Mont Perdu geography

It is the third highest mountain (altitude 3,352 metres) in the Pyrenees, with the summit of Mont Perdu actually being found in Spain (where it is known as Monte Perdido). The summit is one of the three peaks - the others being the Cylindre de Marboré and the Soum de Ramond - which together comprise the 'Massif du Mont Perdu'.

Gavarnie and waterfall

Approaching from France the mountain is hidden behind the Cirque de Gavarnie, the Cirque d'Estaube and the Cirque de Troumouse, themselves awesome spectacles, and the other mountains of the region, many of which offer magnificent views of Mont Perdu.

On the Spanish side the mountain is approached by two of Europe's deepest canyons which are also part of the Massif du Mont Perdu).

The World Heritage Site

The region around Mont Perdu is a listed World Heritage site. Much of the protected region falls within Spain (in the Ordesa National Park), while the French part falls entirely in the Pyrénées National Park.

It is the landscape and countryside and also the way of life that are being protected, both for the traditional dwellings and agriculture, and for the very wide range of flora and fauna to be found in the region. The landscape is a stunning mix of desolate mountains, pastoral countryside, lakes and forests.

There is of course a relationship between the inaccessibility of Mont Perdu and its preservation as a world heritage site. It is because the region is so hard to access that it has remained so untouched by the changes that have affected most places during the 20th century.

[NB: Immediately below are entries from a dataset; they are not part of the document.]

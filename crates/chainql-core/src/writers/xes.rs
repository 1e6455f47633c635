//! XES process-mining log writer.
//!
//! Emissions are keyed by process id (one document per pid), process
//! instance id (one trace per piid) and, for events, an optional event id.
//! Emissions with the same key merge their attributes; an event emitted
//! without an id always starts a new event. Documents are written once, at
//! program end.

use std::fmt;
use std::path::{Path, PathBuf};

use async_trait::async_trait;
use chrono::{DateTime, Utc};
use indexmap::IndexMap;

use super::{output_path, DataWriter, WriterError};
use crate::error::ExecutionError;
use crate::value::Value;

/// Attribute types supported by XES.
#[derive(Debug, Clone, Copy, PartialEq, Eq)]
pub enum XesType {
    String,
    Date,
    Int,
    Float,
    Boolean,
}

impl XesType {
    pub fn parse(keyword: &str) -> Option<Self> {
        match keyword {
            "string" => Some(Self::String),
            "date" => Some(Self::Date),
            "int" => Some(Self::Int),
            "float" => Some(Self::Float),
            "boolean" => Some(Self::Boolean),
            _ => None,
        }
    }

    fn tag(&self) -> &'static str {
        match self {
            Self::String => "string",
            Self::Date => "date",
            Self::Int => "int",
            Self::Float => "float",
            Self::Boolean => "boolean",
        }
    }
}

impl fmt::Display for XesType {
    fn fmt(&self, f: &mut fmt::Formatter<'_>) -> fmt::Result {
        f.write_str(self.tag())
    }
}

/// A typed key/value pair with its value already rendered as XES text.
#[derive(Debug, Clone, PartialEq, Eq)]
pub struct XesAttribute {
    pub kind: XesType,
    pub key: String,
    pub value: String,
}

impl XesAttribute {
    /// Convert `value` into an attribute of type `kind`.
    ///
    /// Dates accept unix seconds or RFC 3339 text.
    pub fn from_value(kind: XesType, key: &str, value: &Value) -> Result<Self, ExecutionError> {
        let mismatch = || ExecutionError::type_mismatch(kind.to_string(), value.value_type().to_string());
        let rendered = match (kind, value) {
            (XesType::String, v) => v.to_string(),
            (XesType::Int, Value::Int(_) | Value::BigInt(_)) => value.to_string(),
            (XesType::Float, Value::Int(_) | Value::BigInt(_)) => value.to_string(),
            (XesType::Float, Value::Str(s)) => s
                .parse::<f64>()
                .map(|f| f.to_string())
                .map_err(|_| mismatch())?,
            (XesType::Boolean, Value::Bool(b)) => b.to_string(),
            (XesType::Date, Value::Int(secs)) => {
                let secs = i64::try_from(*secs).map_err(|_| mismatch())?;
                DateTime::<Utc>::from_timestamp(secs, 0)
                    .ok_or_else(mismatch)?
                    .to_rfc3339()
            }
            (XesType::Date, Value::Str(s)) => DateTime::parse_from_rfc3339(s)
                .map_err(|_| mismatch())?
                .to_rfc3339(),
            _ => return Err(mismatch()),
        };
        Ok(Self {
            kind,
            key: key.to_string(),
            value: rendered,
        })
    }
}

/// One XES emission, staged until its block commits.
#[derive(Debug, Clone)]
struct XesRecord {
    pid: String,
    piid: String,
    /// `None` for trace attributes, `Some(None)` for a new anonymous event.
    event: Option<Option<String>>,
    attributes: Vec<XesAttribute>,
}

#[derive(Debug, Default)]
struct Trace {
    attributes: IndexMap<String, XesAttribute>,
    events: Vec<Event>,
}

#[derive(Debug)]
struct Event {
    id: Option<String>,
    attributes: IndexMap<String, XesAttribute>,
}

#[derive(Debug, Default)]
pub struct XesWriter {
    folder: Option<PathBuf>,
    staged: Vec<XesRecord>,
    logs: IndexMap<String, IndexMap<String, Trace>>,
}

impl XesWriter {
    pub fn new() -> Self {
        Self::default()
    }

    /// Stage attributes for the trace `(pid, piid)`.
    pub fn add_trace(&mut self, pid: String, piid: String, attributes: Vec<XesAttribute>) {
        self.staged.push(XesRecord {
            pid,
            piid,
            event: None,
            attributes,
        });
    }

    /// Stage an event under the trace `(pid, piid)`.
    pub fn add_event(
        &mut self,
        pid: String,
        piid: String,
        eid: Option<String>,
        attributes: Vec<XesAttribute>,
    ) {
        self.staged.push(XesRecord {
            pid,
            piid,
            event: Some(eid),
            attributes,
        });
    }

    fn commit(&mut self) {
        for record in self.staged.drain(..) {
            let trace = self
                .logs
                .entry(record.pid)
                .or_default()
                .entry(record.piid)
                .or_default();
            let target = match record.event {
                None => &mut trace.attributes,
                Some(eid) => {
                    let existing = eid
                        .as_ref()
                        .and_then(|id| trace.events.iter().position(|e| e.id.as_ref() == Some(id)));
                    let index = match existing {
                        Some(index) => index,
                        None => {
                            trace.events.push(Event {
                                id: eid,
                                attributes: IndexMap::new(),
                            });
                            trace.events.len() - 1
                        }
                    };
                    &mut trace.events[index].attributes
                }
            };
            for attribute in record.attributes {
                target.insert(attribute.key.clone(), attribute);
            }
        }
    }

    fn render(piid_traces: &IndexMap<String, Trace>) -> String {
        let mut out = String::from("<?xml version=\"1.0\" encoding=\"UTF-8\" ?>\n");
        out.push_str("<log xes.version=\"1.0\" xes.features=\"nested-attributes\">\n");
        out.push_str("  <extension name=\"Concept\" prefix=\"concept\" uri=\"http://www.xes-standard.org/concept.xesext\"/>\n");
        for (piid, trace) in piid_traces {
            out.push_str("  <trace>\n");
            push_attribute(&mut out, 4, XesType::String, "concept:name", piid);
            for attribute in trace.attributes.values() {
                push_attribute(&mut out, 4, attribute.kind, &attribute.key, &attribute.value);
            }
            for event in &trace.events {
                out.push_str("    <event>\n");
                if let Some(id) = &event.id {
                    push_attribute(&mut out, 6, XesType::String, "concept:instance", id);
                }
                for attribute in event.attributes.values() {
                    push_attribute(&mut out, 6, attribute.kind, &attribute.key, &attribute.value);
                }
                out.push_str("    </event>\n");
            }
            out.push_str("  </trace>\n");
        }
        out.push_str("</log>\n");
        out
    }
}

fn push_attribute(out: &mut String, indent: usize, kind: XesType, key: &str, value: &str) {
    out.push_str(&format!(
        "{:indent$}<{} key=\"{}\" value=\"{}\"/>\n",
        "",
        kind.tag(),
        escape(key),
        escape(value),
    ));
}

fn escape(text: &str) -> String {
    let mut out = String::with_capacity(text.len());
    for c in text.chars() {
        match c {
            '&' => out.push_str("&amp;"),
            '<' => out.push_str("&lt;"),
            '>' => out.push_str("&gt;"),
            '"' => out.push_str("&quot;"),
            '\'' => out.push_str("&apos;"),
            c => out.push(c),
        }
    }
    out
}

#[async_trait]
impl DataWriter for XesWriter {
    fn set_output_folder(&mut self, folder: &Path) {
        self.folder = Some(folder.to_path_buf());
    }

    fn start_block(&mut self, _block_number: u64) {}

    async fn end_block(&mut self) -> Result<(), WriterError> {
        self.commit();
        Ok(())
    }

    fn discard_block(&mut self) {
        self.staged.clear();
    }

    async fn end_program(&mut self) -> Result<(), WriterError> {
        self.commit();
        let mut failure = None;
        for (pid, traces) in std::mem::take(&mut self.logs) {
            let written = match output_path(self.folder.as_ref(), &pid, "xes") {
                Ok(path) => tokio::fs::write(&path, Self::render(&traces))
                    .await
                    .map(|()| path)
                    .map_err(WriterError::from),
                Err(err) => Err(err),
            };
            match written {
                Ok(path) => {
                    tracing::info!(pid = %pid, traces = traces.len(), path = %path.display(), "XES log written")
                }
                Err(err) => {
                    tracing::error!(pid = %pid, error = %err, "XES write failed");
                    failure.get_or_insert(err);
                }
            }
        }
        failure.map_or(Ok(()), Err)
    }
}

One of the most popular places from which the mountain can be seen is the Pic du Midi de Bigorre, itself accessible by cablecar.

The Pyrenees National Park is not easy to explore properly from the comfort of your car. Hiking through the mountains is a much preferable way to appreciate the scenery and peace of the region - however there is no particularly easy route for a casual exploration of Mont Perdu!

Reaching the Cirque de Gavarnie is straightforward but the most popular route then takes several days, including camping at night - in any event your trip will need careful planning, experience at mountain walking, and detailed advice!

The most detailed guide I have found is at Climbing Mont Perdu (French only). (Guided group tours are also available that take several days.)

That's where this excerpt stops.